Un plomb excessif dans le corps peut conduire à de telles violations graves:

  • dystrophie des muscles des mains et douleurs dans les membres;
  • faiblesse générale et fatigue;
  • puissance réduite;
  • altération de la mémoire et de l'activité mentale;
  • maux de tête;
  • la constipation;
  • les caries;
  • augmentation de la pression artérielle;
  • perte de poids;
  • athérosclérose;
  • l'anémie;
  • immunité réduite;
  • déprimé.

La carence en cet élément est extrêmement rare, il n’existe donc aucune donnée de recherche sur ses symptômes.

Quels aliments contiennent du plomb?

Le besoin quotidien en plomb est d'environ 10 à 15 microgrammes.

C'est important! L'utilisation de doses supérieures à 10 mg entraîne le plus souvent la mort.

Les aliments végétaux contiennent plus de plomb que les animaux.

Le plomb est activement accumulé dans les choux, les racines (y compris la pomme de terre), le son de blé, les champignons (en particulier ceux qui poussent près des routes et des usines), les fruits de mer, le poisson (frais et congelé), la gélatine et les conserves.

Rubidium

C'est un élément plutôt mal étudié, qui agit souvent dans l'organisme comme un synergiste du potassium (en d'autres termes, cet élément active les mêmes éléments que le potassium).

  • Remplacer une quantité équivalente de potassium dans différents processus.
  • Élimination des allergies.
  • Enlèvement des inflammations.
  • Calmer le système nerveux.
  • Participation dans les voies respiratoires, le système cardiovasculaire, la peau, les muscles lisses et le tractus gastro-intestinal.

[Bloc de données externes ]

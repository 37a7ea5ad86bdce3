//! HTTP adapter for the content API.

use std::time::Duration;

use async_trait::async_trait;
use inkpost_api_types::{
    ApiErrorBody, Post, PostCreateRequest, UpdateAuthorRequest, UpdateAuthorResponse,
};
use reqwest::{Client, Method, RequestBuilder};
use serde::de::DeserializeOwned;
use url::Url;
use uuid::Uuid;

use crate::application::content::{ContentApi, ContentError};

#[derive(Clone, Debug)]
pub struct HttpContentClient {
    client: Client,
    base: Url,
}

impl HttpContentClient {
    pub fn new(site: &str, timeout: Duration) -> Result<Self, ContentError> {
        let base = Url::parse(site)
            .and_then(|url| url.join("/"))
            .map_err(|err| ContentError::Transport(format!("invalid site URL `{site}`: {err}")))?;
        let client = Client::builder()
            .user_agent(Self::user_agent())
            .timeout(timeout)
            .build()
            .map_err(|err| ContentError::Transport(err.to_string()))?;
        Ok(Self { client, base })
    }

    pub fn user_agent() -> &'static str {
        concat!("inkpost-cli/", env!("CARGO_PKG_VERSION"))
    }

    pub fn base(&self) -> &Url {
        &self.base
    }

    fn request(&self, method: Method, path: &str) -> Result<RequestBuilder, ContentError> {
        let url = self
            .base
            .join(path)
            .map_err(|err| ContentError::Transport(format!("invalid path `{path}`: {err}")))?;
        Ok(self.client.request(method, url))
    }

    async fn send<T: DeserializeOwned>(request: RequestBuilder) -> Result<T, ContentError> {
        let response = request
            .send()
            .await
            .map_err(|err| ContentError::Transport(err.to_string()))?;
        let status = response.status();
        let bytes = response
            .bytes()
            .await
            .map_err(|err| ContentError::Transport(err.to_string()))?;

        if !status.is_success() {
            let message = match serde_json::from_slice::<ApiErrorBody>(&bytes) {
                Ok(body) => match body.error.hint {
                    Some(hint) => format!("{} ({hint})", body.error.message),
                    None => body.error.message,
                },
                Err(_) => String::from_utf8_lossy(&bytes).into_owned(),
            };
            return Err(ContentError::Rejected {
                status: status.as_u16(),
                message,
            });
        }

        serde_json::from_slice(&bytes).map_err(|err| ContentError::Decode(err.to_string()))
    }
}

#[async_trait]
impl ContentApi for HttpContentClient {
    async fn create_post(&self, request: &PostCreateRequest) -> Result<Post, ContentError> {
        Self::send(self.request(Method::POST, "posts")?.json(request)).await
    }

    async fn list_posts(&self) -> Result<Vec<Post>, ContentError> {
        Self::send(self.request(Method::GET, "posts")?).await
    }

    async fn get_post(&self, id: Uuid) -> Result<Post, ContentError> {
        Self::send(self.request(Method::GET, &format!("posts/{id}"))?).await
    }

    async fn rename_author(&self, old_author: &str, new_author: &str) -> Result<u64, ContentError> {
        let body = UpdateAuthorRequest {
            old_author: Some(old_author.to_string()),
            new_author: new_author.to_string(),
        };
        let response: UpdateAuthorResponse =
            Self::send(self.request(Method::PUT, "posts/update-author")?.json(&body)).await?;
        Ok(response.updated_count)
    }
}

La carence en rubidium a les conséquences suivantes:

  • le développement de la maladie mentale;
  • accouchement prématuré;
  • diminution de l'appétit;
  • retard de croissance intra-utérine;
  • réduction significative de l'espérance de vie.

Malgré les avantages de cet élément, n'oubliez pas la haute toxicité du rubidium.

Signes d'excès de rubidium:

  • développement d'allergies;
  • maux de tête;
  • excrétion de protéines urinaires;
  • l'arythmie;
  • troubles du sommeil;
  • l'apparition d'irritations cutanées;
  • inflammation des voies respiratoires de nature chronique.

Quels aliments contiennent du rubidium?

Le taux de consommation quotidienne de rubidium est de 1 à 2 mg, ce qui est beaucoup plus élevé que le taux de consommation d’autres ultramicroéléments.

Le rubidium pénètre dans le corps humain en buvant du café, du thé, en buvant de l'eau minérale. En outre, une petite quantité de rubidium est présente dans le foie et les muscles des poissons de mer.